Dissociation of reflexes is a difference in the activity level of the DTRs and the superficial reflexes. Brisk deep abdominal reflexes with absent superficial abdominal reflexes, termed dissociation of the abdominal reflexes, suggests a corticospinal tract lesion.(4) See Video A.1 from reference 2 for a demonstration. Dissociated abdominal reflexes can provide crude localization in disorders of the thoracic spinal cord, but are less reliable than a sensory level to pin prick.(3)
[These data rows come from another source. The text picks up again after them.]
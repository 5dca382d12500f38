//! Round engine and wager arbiter
//!
//! One task owns the authoritative round state and drives the phase machine
//! on a fixed tick schedule. Bet and cashout requests arrive as messages on
//! a bounded mailbox, so admission is serialized without locks; persistence
//! runs off-task via `spawn_blocking` and never holds up a tick for another
//! caller more than one command at a time.
//!
//! Phase cycle: BETTING -> RUNNING -> CRASHED -> (pause) -> BETTING, with a
//! PAUSED detour on oracle or persistence failure.

pub mod core;

use std::collections::HashMap;
use std::sync::Arc;
use std::time::Duration;

use tokio::sync::{broadcast, mpsc, oneshot, watch};
use tokio::time::Instant;
use tracing::{error, info, warn};

use crate::config::RedlineConfig;
use crate::errors::{Error, Result};
use crate::fairness::Oracle;
use crate::money::{Money, Multiplier};
use crate::store::models::RoundStatus;
use crate::store::Store;
use crate::ws::frames::{PublicFrame, ServerMessage};
use crate::ws::registry::{SessionKey, SessionRegistry};

use self::core::{EngineCore, LiveRound, LiveWager, Phase, WagerOverlay};

const SETTLE_ATTEMPTS: u32 = 3;
const PAUSE_BACKOFF_MAX_SECS: u64 = 30;

/// Acknowledgement for a placed bet.
#[derive(Debug, Clone)]
pub struct BetAck {
    pub stake: Money,
    pub balance: Money,
}

/// Acknowledgement for a cashout (manual or auto).
#[derive(Debug, Clone)]
pub struct CashoutAck {
    pub multiplier: Multiplier,
    pub payout: Money,
    pub balance: Money,
}
//! Schema migrations, tracked through SQLite's `user_version` pragma.

use rusqlite::Connection;

use crate::errors::Result;

const CURRENT_VERSION: u32 = 1;

pub fn run_migrations(conn: &Connection) -> Result<()> {
    let current: u32 = conn.pragma_query_value(None, "user_version", |row| row.get(0))?;

    tracing::info!(
        current_version = current,
        target_version = CURRENT_VERSION,
        "checking database migrations"
    );

    if current < 1 {
        tracing::info!("applying migration v001_initial");
        v001_initial(conn)?;
        conn.pragma_update(None, "user_version", 1)?;
    }

    Ok(())
}

fn v001_initial(conn: &Connection) -> Result<()> {
    conn.execute_batch(
        "
        CREATE TABLE users (
            id                 INTEGER PRIMARY KEY AUTOINCREMENT,
            external_id        TEXT UNIQUE,
            username           TEXT NOT NULL,
            role               TEXT NOT NULL DEFAULT 'PLAYER',
            balance            INTEGER NOT NULL DEFAULT 0 CHECK (balance >= 0),
            total_wagered      INTEGER NOT NULL DEFAULT 0,
            total_won          INTEGER NOT NULL DEFAULT 0,
            total_lost         INTEGER NOT NULL DEFAULT 0,
            games_played       INTEGER NOT NULL DEFAULT 0,
            biggest_win        INTEGER NOT NULL DEFAULT 0,
            biggest_loss       INTEGER NOT NULL DEFAULT 0,
            xp                 INTEGER NOT NULL DEFAULT 0,
            level              INTEGER NOT NULL DEFAULT 1,
            is_active          INTEGER NOT NULL DEFAULT 1,
            password_hash      TEXT,
            last_farming_claim TEXT,
            created_at         TEXT NOT NULL,
            last_login_at      TEXT
        );

        CREATE UNIQUE INDEX idx_users_username ON users (username);

        CREATE TABLE rounds (
            id               INTEGER PRIMARY KEY AUTOINCREMENT,
            round_number     INTEGER NOT NULL UNIQUE,
            server_seed      TEXT NOT NULL,
            server_seed_hash TEXT NOT NULL,
            client_seed      TEXT NOT NULL DEFAULT '',
            nonce            INTEGER NOT NULL,
            crash_x100       INTEGER NOT NULL CHECK (crash_x100 >= 100),
            status           TEXT NOT NULL,
            started_at       TEXT,
            ended_at         TEXT,
            created_at       TEXT NOT NULL
        );

        CREATE INDEX idx_rounds_status ON rounds (status);

        CREATE TABLE wagers (
            id                INTEGER PRIMARY KEY AUTOINCREMENT,
            user_id           INTEGER NOT NULL REFERENCES users (id),
            round_id          INTEGER NOT NULL REFERENCES rounds (id),
            stake             INTEGER NOT NULL CHECK (stake > 0),
            auto_cashout_x100 INTEGER,
            cashout_x100      INTEGER,
            payout            INTEGER,
            status            TEXT NOT NULL DEFAULT 'ACTIVE',
            placed_at         TEXT NOT NULL,
            cashed_out_at     TEXT,
            UNIQUE (user_id, round_id)
        );

        CREATE INDEX idx_wagers_round_status ON wagers (round_id, status);

        CREATE TABLE ledger (
            id             INTEGER PRIMARY KEY AUTOINCREMENT,
            user_id        INTEGER NOT NULL REFERENCES users (id),
            wager_id       INTEGER REFERENCES wagers (id),
            entry_type     TEXT NOT NULL,
            amount         INTEGER NOT NULL CHECK (amount > 0),
            balance_before INTEGER NOT NULL,
            balance_after  INTEGER NOT NULL,
            description    TEXT NOT NULL DEFAULT '',
            created_at     TEXT NOT NULL
        );

        CREATE INDEX idx_ledger_user ON ledger (user_id, id);

        CREATE TABLE player_settings (
            user_id              INTEGER PRIMARY KEY REFERENCES users (id),
            auto_cashout_enabled INTEGER NOT NULL DEFAULT 0,
            auto_cashout_x100    INTEGER,
            sound_enabled        INTEGER NOT NULL DEFAULT 1,
            daily_limits_enabled INTEGER NOT NULL DEFAULT 0,
            max_daily_wager      INTEGER NOT NULL,
            max_daily_loss       INTEGER NOT NULL,
            max_games_per_day    INTEGER NOT NULL
        );

        CREATE TABLE daily_limits (
            user_id INTEGER NOT NULL REFERENCES users (id),
            day     TEXT NOT NULL,
            wagered INTEGER NOT NULL DEFAULT 0,
            lost    INTEGER NOT NULL DEFAULT 0,
            games   INTEGER NOT NULL DEFAULT 0,
            PRIMARY KEY (user_id, day)
        );
        ",
    )?;
    Ok(())
}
The video shows dissociation of the abdominal reflexes in a patient with a mild paraparesis following an episode of transverse myelitis involving the thoracic cord.
1. Campbell WW. DeJong's the neurologic examination, 7th ed. Philadelphia: Wolters Kluwer Health/Lippincott Williams & Wilkins, 2013.
2. Campbell WW. Clinical signs in neurology: a compendium. Philadelphia: Wolters Kluwer Health, 2016.
3. Dick JP. The deep tendon and the abdominal reflexes. J Neurol Neurosurg Psychiatry 2003;74:150–153.
4. Lehoczky T, Fodors T. Clinical significance of the dissociation of abdominal reflexes. Neurology 1953;3:453.